╔══

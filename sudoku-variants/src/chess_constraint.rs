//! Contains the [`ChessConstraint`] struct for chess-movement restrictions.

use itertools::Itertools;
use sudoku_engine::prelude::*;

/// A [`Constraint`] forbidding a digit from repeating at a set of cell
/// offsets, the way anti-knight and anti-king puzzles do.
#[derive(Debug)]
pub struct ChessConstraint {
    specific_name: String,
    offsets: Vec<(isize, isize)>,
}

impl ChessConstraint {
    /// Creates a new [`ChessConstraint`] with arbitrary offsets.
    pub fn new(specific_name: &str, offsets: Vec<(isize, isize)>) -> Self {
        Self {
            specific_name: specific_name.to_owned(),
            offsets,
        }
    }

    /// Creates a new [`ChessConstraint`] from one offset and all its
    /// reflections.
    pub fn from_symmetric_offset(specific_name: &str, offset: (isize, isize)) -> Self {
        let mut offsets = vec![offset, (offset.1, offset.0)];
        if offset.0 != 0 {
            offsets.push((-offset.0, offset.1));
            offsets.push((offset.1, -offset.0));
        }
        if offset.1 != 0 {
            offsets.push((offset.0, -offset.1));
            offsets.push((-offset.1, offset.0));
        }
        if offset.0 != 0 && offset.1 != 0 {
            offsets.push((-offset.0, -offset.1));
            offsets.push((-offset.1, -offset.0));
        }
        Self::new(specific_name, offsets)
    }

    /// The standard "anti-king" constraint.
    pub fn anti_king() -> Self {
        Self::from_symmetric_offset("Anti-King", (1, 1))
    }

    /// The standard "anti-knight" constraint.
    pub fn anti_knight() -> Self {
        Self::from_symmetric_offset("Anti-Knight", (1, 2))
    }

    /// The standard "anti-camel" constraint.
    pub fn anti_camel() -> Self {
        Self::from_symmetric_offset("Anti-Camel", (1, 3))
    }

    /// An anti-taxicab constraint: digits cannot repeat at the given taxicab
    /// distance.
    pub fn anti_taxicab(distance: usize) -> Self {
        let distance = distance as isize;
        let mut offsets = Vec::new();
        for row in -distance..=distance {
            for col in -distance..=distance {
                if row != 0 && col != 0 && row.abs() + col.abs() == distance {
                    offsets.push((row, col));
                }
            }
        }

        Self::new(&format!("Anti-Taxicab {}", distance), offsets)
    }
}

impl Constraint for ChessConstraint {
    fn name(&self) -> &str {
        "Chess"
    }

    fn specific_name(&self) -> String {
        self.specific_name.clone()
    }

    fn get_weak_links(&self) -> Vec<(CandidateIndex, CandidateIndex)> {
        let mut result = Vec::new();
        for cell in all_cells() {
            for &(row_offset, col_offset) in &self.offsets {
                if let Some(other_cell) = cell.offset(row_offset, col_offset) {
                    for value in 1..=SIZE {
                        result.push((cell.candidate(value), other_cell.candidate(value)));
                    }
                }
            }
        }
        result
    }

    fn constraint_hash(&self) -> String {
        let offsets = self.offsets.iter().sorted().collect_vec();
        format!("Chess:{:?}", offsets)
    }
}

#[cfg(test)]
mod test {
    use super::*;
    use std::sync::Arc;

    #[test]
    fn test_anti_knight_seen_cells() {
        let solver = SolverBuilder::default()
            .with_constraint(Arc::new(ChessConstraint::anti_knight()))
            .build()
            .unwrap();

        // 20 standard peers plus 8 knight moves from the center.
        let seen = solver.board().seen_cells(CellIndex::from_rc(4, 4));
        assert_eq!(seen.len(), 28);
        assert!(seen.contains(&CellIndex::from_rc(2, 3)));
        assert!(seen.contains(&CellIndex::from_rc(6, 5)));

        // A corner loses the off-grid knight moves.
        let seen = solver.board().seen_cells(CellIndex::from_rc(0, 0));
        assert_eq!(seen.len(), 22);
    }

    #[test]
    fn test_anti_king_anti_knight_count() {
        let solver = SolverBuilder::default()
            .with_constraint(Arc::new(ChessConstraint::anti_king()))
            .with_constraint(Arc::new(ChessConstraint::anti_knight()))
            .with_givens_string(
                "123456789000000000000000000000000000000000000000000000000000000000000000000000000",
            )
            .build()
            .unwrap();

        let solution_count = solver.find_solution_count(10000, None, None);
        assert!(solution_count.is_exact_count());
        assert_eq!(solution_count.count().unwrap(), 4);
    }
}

╚══

— TASK —
Answer with the number alone after tallying the lines of the entries above that contain the word "value".

— ANSWER FOR THIS EXERCISE —
2